Diálogo Omnipotente

Honestamente, nem sei porque estou escrever-te, logo a ti que foste sempre tão céptico em relação à minha existência, queixando-te de seres para mim um enteado, logo eu que, como todos sabem, sou Pai, não sou padrasto. 

Podia ter-te escrito uma missiva, romântica e à moda antiga, mas preferi mostrar-te que escrevo sempre direito, ainda que não existam linhas, direitas ou tortas, nesta coisa das redes sociais.
Deves estar a perguntar-te “porquê hoje, porquê agora?”. Bom eu tardo mas não falho e, uma vez mais, não falhei.
Bem sei que são quatro da manhã e que provavelmente não estás com paciência para conversas filosóficas mas, como sabes, eu não durmo.
Dir-me-ás que cada um sabe de si, mas eu, sei de todos e por isso venho cobrar-te todas as vezes que evocaste o meu nome em vão e todas as graçolas que em meu nome proferiste.

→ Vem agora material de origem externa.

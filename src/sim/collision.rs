//! Collision detection for the brick field and paddle
//!
//! Axis-aligned tests between the ball's bounding circle and rectangles.
//! Each side of a rectangle is tested separately, and a contact only
//! counts when the ball is travelling into that side; the travel
//! direction disambiguates which axis caused the contact. The caller
//! applies the resulting velocity inversions.

use super::ball::Ball;
use super::grid::Brick;
use super::paddle::Paddle;
use crate::consts::ARENA_HEIGHT;

/// Axis decision from a ball-vs-brick test
#[derive(Debug, Clone, Copy, Default, PartialEq, Eq)]
pub struct BrickHit {
    /// Contact on a vertical side; invert the ball's horizontal velocity
    pub reverse_x: bool,
    /// Contact on a horizontal side; invert the ball's vertical velocity
    pub reverse_y: bool,
}

impl BrickHit {
    pub fn any(&self) -> bool {
        self.reverse_x || self.reverse_y
    }
}

/// Test the ball against one brick, one side at a time.
///
/// A side hit requires the ball's edge to straddle that side, the ball to
/// overlap the brick's extent along the other axis, and the ball to be
/// moving into the side. Cleared bricks never collide.
pub fn ball_brick_collision(ball: &Ball, brick: &Brick) -> BrickHit {
    let mut hit = BrickHit::default();
    if brick.cleared {
        return hit;
    }

    let (bx, by, r) = (ball.pos.x, ball.pos.y, ball.radius);
    let vel = ball.vel();
    let (left, top) = (brick.x, brick.y);
    let right = brick.x + brick.width;
    let bottom = brick.y + brick.height;

    let overlaps_y = (by + r > top && by + r <= bottom) || (by - r > top && by - r <= bottom);
    let overlaps_x = (bx + r > left && bx + r <= right) || (bx - r > left && bx - r <= right);

    // Left side: only counts moving rightward into it
    if bx + r > left && bx - r <= left && overlaps_y && vel.x > 0.0 {
        hit.reverse_x = true;
    }
    // Right side: only counts moving leftward into it
    if bx - r < right && bx + r >= right && overlaps_y && vel.x < 0.0 {
        hit.reverse_x = true;
    }
    // Top side: only counts moving downward into it
    if by + r > top && by - r <= top && overlaps_x && vel.y > 0.0 {
        hit.reverse_y = true;
    }
    // Bottom side: only counts moving upward into it
    if by - r < bottom && by + r >= bottom && overlaps_x && vel.y < 0.0 {
        hit.reverse_y = true;
    }

    hit
}

/// Test the ball against the paddle band at the bottom of the arena.
///
/// Vertical overlap with the band plus either ball edge inside the
/// paddle's horizontal extent. Rebound direction is the caller's job.
pub fn ball_paddle_overlap(ball: &Ball, paddle: &Paddle) -> bool {
    let (bx, by, r) = (ball.pos.x, ball.pos.y, ball.radius);
    let band_top = ARENA_HEIGHT - paddle.height;
    let band_bottom = band_top + paddle.height;

    if by + r < band_top || by >= band_bottom {
        return false;
    }

    let left = paddle.x;
    let right = paddle.x + paddle.width;
    (bx + r >= left && bx + r <= right) || (bx - r >= left && bx - r <= right)
}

Devias ter aprendido, lá naquela igreja onde os teus pais venderam a tua infância, o adágio que diz “muitas graças a Deus e poucas graças com Deus”. Pensei que, a fome em África  ou o facto de teres ficado limitado após aquele acidente de mota, fossem suficientes para perceberes que tenho um sentido de humor de merda.

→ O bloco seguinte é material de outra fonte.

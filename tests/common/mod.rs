#![allow(dead_code)]

use std::collections::HashMap;
use std::path::Path;
use std::sync::atomic::{AtomicBool, AtomicUsize, Ordering};
use std::sync::{Arc, Mutex};

use async_trait::async_trait;
use axum::body::Body;
use axum::http::{header, Method, Request, Response};
use serde_json::Value;
use tempfile::TempDir;
use tower::ServiceExt;

use inkwell::assets::staging::StagingDir;
use inkwell::assets::{AssetError, AssetHost};
use inkwell::auth::google::{GoogleIdentity, IdentityError, IdentityProvider};
use inkwell::auth::tokens::TokenService;
use inkwell::config::{AuthConfig, Config};
use inkwell::db;
use inkwell::db::models::{Asset, Credentials, NewUser, User};
use inkwell::db::posts::{self, NewPost};
use inkwell::state::AppState;

/// In-memory asset host recording every upload and delete.
#[derive(Default)]
pub struct FakeAssetHost {
    counter: AtomicUsize,
    pub fail_upload: AtomicBool,
    pub fail_delete: AtomicBool,
    refused: Mutex<Vec<String>>,
    pub uploaded: Mutex<Vec<Vec<u8>>>,
    pub deleted: Mutex<Vec<String>>,
}

impl FakeAssetHost {
    pub fn set_fail_upload(&self, fail: bool) {
        self.fail_upload.store(fail, Ordering::SeqCst);
    }

    pub fn set_fail_delete(&self, fail: bool) {
        self.fail_delete.store(fail, Ordering::SeqCst);
    }

    /// Makes deletes of this one asset fail while others still succeed.
    pub fn refuse_delete(&self, public_id: &str) {
        self.refused.lock().unwrap().push(public_id.to_string());
    }

    pub fn uploads(&self) -> usize {
        self.uploaded.lock().unwrap().len()
    }

    pub fn deleted(&self) -> Vec<String> {
        self.deleted.lock().unwrap().clone()
    }
}

#[async_trait]
impl AssetHost for FakeAssetHost {
    async fn upload(&self, path: &Path) -> Result<Asset, AssetError> {
        let bytes = tokio::fs::read(path).await?;
        if self.fail_upload.load(Ordering::SeqCst) {
            return Err(AssetError::Rejected("upload refused".into()));
        }
        let n = self.counter.fetch_add(1, Ordering::SeqCst) + 1;
        self.uploaded.lock().unwrap().push(bytes);
        Ok(Asset {
            public_id: format!("asset-{}", n),
            url: format!("https://cdn.test/asset-{}.png", n),
        })
    }

    async fn delete(&self, public_id: &str) -> Result<(), AssetError> {
        if self.fail_delete.load(Ordering::SeqCst)
            || self.refused.lock().unwrap().iter().any(|id| id == public_id)
        {
            return Err(AssetError::Rejected("delete refused".into()));
        }
        self.deleted.lock().unwrap().push(public_id.to_string());
        Ok(())
    }
}

/// Identity provider answering from a fixed table of codes.
#[derive(Default)]
pub struct FakeIdentityProvider {
    identities: Mutex<HashMap<String, GoogleIdentity>>,
}

impl FakeIdentityProvider {
    pub fn register(&self, code: &str, identity: GoogleIdentity) {
        self.identities
            .lock()
            .unwrap()
            .insert(code.to_string(), identity);
    }
}

#[async_trait]
impl IdentityProvider for FakeIdentityProvider {
    async fn exchange(&self, code: &str) -> Result<GoogleIdentity, IdentityError> {
        self.identities
            .lock()
            .unwrap()
            .get(code)
            .cloned()
            .ok_or_else(|| IdentityError::Rejected("invalid_grant".into()))
    }
}

pub struct TestApp {
    _tmp: TempDir,
    pub state: AppState,
    pub assets: Arc<FakeAssetHost>,
    pub identity: Arc<FakeIdentityProvider>,
}

impl TestApp {
    pub fn new() -> Self {
        let tmp = TempDir::new().unwrap();
        let pool = db::create_pool(&tmp.path().join("test.db")).unwrap();
        db::run_migrations(&pool).unwrap();

        let mut config = Config::default();
        config.auth = AuthConfig {
            access_token_secret: "test-access-secret".to_string(),
            refresh_token_secret: "test-refresh-secret".to_string(),
            ..AuthConfig::default()
        };
        config.storage.path = Some(tmp.path().join("staging"));

        let assets = Arc::new(FakeAssetHost::default());
        let identity = Arc::new(FakeIdentityProvider::default());

        let state = AppState {
            db: pool,
            tokens: Arc::new(TokenService::new(&config.auth)),
            assets: assets.clone(),
            identity: identity.clone(),
            staging: StagingDir::new(tmp.path().join("staging")),
            config,
        };

        Self {
            _tmp: tmp,
            state,
            assets,
            identity,
        }
    }

    pub async fn send(&self, request: Request<Body>) -> Response<Body> {
        inkwell::app(self.state.clone())
            .oneshot(request)
            .await
            .unwrap()
    }

    pub async fn get(&self, uri: &str) -> Response<Body> {
        self.send(Request::get(uri).body(Body::empty()).unwrap())
            .await
    }

    pub async fn json(&self, method: Method, uri: &str, body: Value) -> Response<Body> {
        self.send(json_request(method, uri, body)).await
    }

    pub async fn post_json(&self, uri: &str, body: Value) -> Response<Body> {
        self.json(Method::POST, uri, body).await
    }

    /// Local account with a cheap bcrypt hash, inserted directly.
    pub fn seed_user(&self, username: &str, email: &str, password: &str) -> User {
        let conn = self.state.db.get().unwrap();
        db::users::create(
            &conn,
            &NewUser {
                username: username.to_string(),
                email: email.to_string(),
                avatar_url: None,
                credentials: Credentials::Password(bcrypt::hash(password, 4).unwrap()),
            },
        )
        .unwrap()
    }

    pub fn seed_post(&self, title: &str, category: &str) -> String {
        let conn = self.state.db.get().unwrap();
        let image = Asset {
            public_id: format!("seed-{}", title),
            url: format!("https://cdn.test/seed-{}.png", title),
        };
        posts::create(
            &conn,
            &NewPost {
                title,
                category,
                content: "body text",
                image: &image,
            },
        )
        .unwrap()
    }

    pub fn seed_comment(&self, text: &str, user_id: &str, post_id: &str) -> String {
        let conn = self.state.db.get().unwrap();
        db::comments::create(&conn, text, user_id, post_id).unwrap()
    }

    pub fn find_user(&self, id: &str) -> Option<User> {
        let conn = self.state.db.get().unwrap();
        db::users::find_by_id(&conn, id).unwrap()
    }

    pub fn count(&self, table: &str) -> i64 {
        let conn = self.state.db.get().unwrap();
        conn.query_row(&format!("SELECT COUNT(*) FROM {}", table), [], |row| row.get(0))
            .unwrap()
    }

    /// Signs in through the API and returns the body and the refresh cookie pair.
    pub async fn sign_in(&self, email: &str, password: &str) -> (Value, String) {
        let response = self
            .post_json(
                "/auth/signin",
                serde_json::json!({ "email": email, "password": password }),
            )
            .await;
        assert_eq!(response.status(), 200);
        let cookie = refresh_cookie(&response).expect("refresh cookie");
        (body_json(response).await, cookie)
    }

    pub async fn stage_image(&self, img_id: &str, bytes: &[u8]) -> Response<Body> {
        let (content_type, body) =
            multipart_body(&[Part::file("postImg", "photo.png", "image/png", bytes)]);
        self.send(
            Request::post(format!("/post/upload-post-img?imgId={}", img_id))
                .header(header::CONTENT_TYPE, content_type)
                .body(Body::from(body))
                .unwrap(),
        )
        .await
    }

    pub fn staging_dir(&self) -> &Path {
        self.state.staging.path()
    }
}

pub fn json_request(method: Method, uri: &str, body: Value) -> Request<Body> {
    Request::builder()
        .method(method)
        .uri(uri)
        .header(header::CONTENT_TYPE, "application/json")
        .body(Body::from(body.to_string()))
        .unwrap()
}

pub async fn body_bytes(response: Response<Body>) -> Vec<u8> {
    axum::body::to_bytes(response.into_body(), usize::MAX)
        .await
        .unwrap()
        .to_vec()
}

pub async fn body_json(response: Response<Body>) -> Value {
    serde_json::from_slice(&body_bytes(response).await).unwrap()
}

/// `name=value` of the first Set-Cookie header, if any.
pub fn refresh_cookie(response: &Response<Body>) -> Option<String> {
    response
        .headers()
        .get(header::SET_COOKIE)
        .and_then(|v| v.to_str().ok())
        .and_then(|v| v.split(';').next())
        .map(str::to_string)
}

pub fn set_cookie_header(response: &Response<Body>) -> Option<String> {
    response
        .headers()
        .get(header::SET_COOKIE)
        .and_then(|v| v.to_str().ok())
        .map(str::to_string)
}

pub struct Part<'a> {
    name: &'a str,
    file: Option<(&'a str, &'a str)>,
    data: &'a [u8],
}

impl<'a> Part<'a> {
    pub fn text(name: &'a str, value: &'a str) -> Self {
        Self {
            name,
            file: None,
            data: value.as_bytes(),
        }
    }

    pub fn file(name: &'a str, file_name: &'a str, content_type: &'a str, data: &'a [u8]) -> Self {
        Self {
            name,
            file: Some((file_name, content_type)),
            data,
        }
    }
}

const BOUNDARY: &str = "inkwell-test-boundary";

/// Hand-built multipart/form-data body and its content type.
pub fn multipart_body(parts: &[Part<'_>]) -> (String, Vec<u8>) {
    let mut body = Vec::new();
    for part in parts {
        body.extend_from_slice(format!("--{}\r\n", BOUNDARY).as_bytes());
        match part.file {
            Some((file_name, content_type)) => {
                body.extend_from_slice(
                    format!(
                        "Content-Disposition: form-data; name=\"{}\"; filename=\"{}\"\r\n\
                         Content-Type: {}\r\n\r\n",
                        part.name, file_name, content_type
                    )
                    .as_bytes(),
                );
            }
            None => {
                body.extend_from_slice(
                    format!(
                        "Content-Disposition: form-data; name=\"{}\"\r\n\r\n",
                        part.name
                    )
                    .as_bytes(),
                );
            }
        }
        body.extend_from_slice(part.data);
        body.extend_from_slice(b"\r\n");
    }
    body.extend_from_slice(format!("--{}--\r\n", BOUNDARY).as_bytes());

    (format!("multipart/form-data; boundary={}", BOUNDARY), body)
}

Contudo, não pretendo filosofar contigo. Em abono da verdade pouco me importa aquilo em que acreditas. Só te contacto para colocar-te uma questão.  Ainda te lembras da última coisa que disseste à tua mãe?
Acordou já o sol raiava no céu. Sentiu um grito mudo  prensar-lhe o peito. Tinha adormecido com o computador em cima das pernas. Invadido pelo pânico, precipitou-se, rapidamente, para o quarto da mãe e veio-lhe à memória a última frase que lhe disse “até amanhã se Deus quiser”. Abriu a porta do quarto e, num esgar de dor, percebeu que Ele não quis!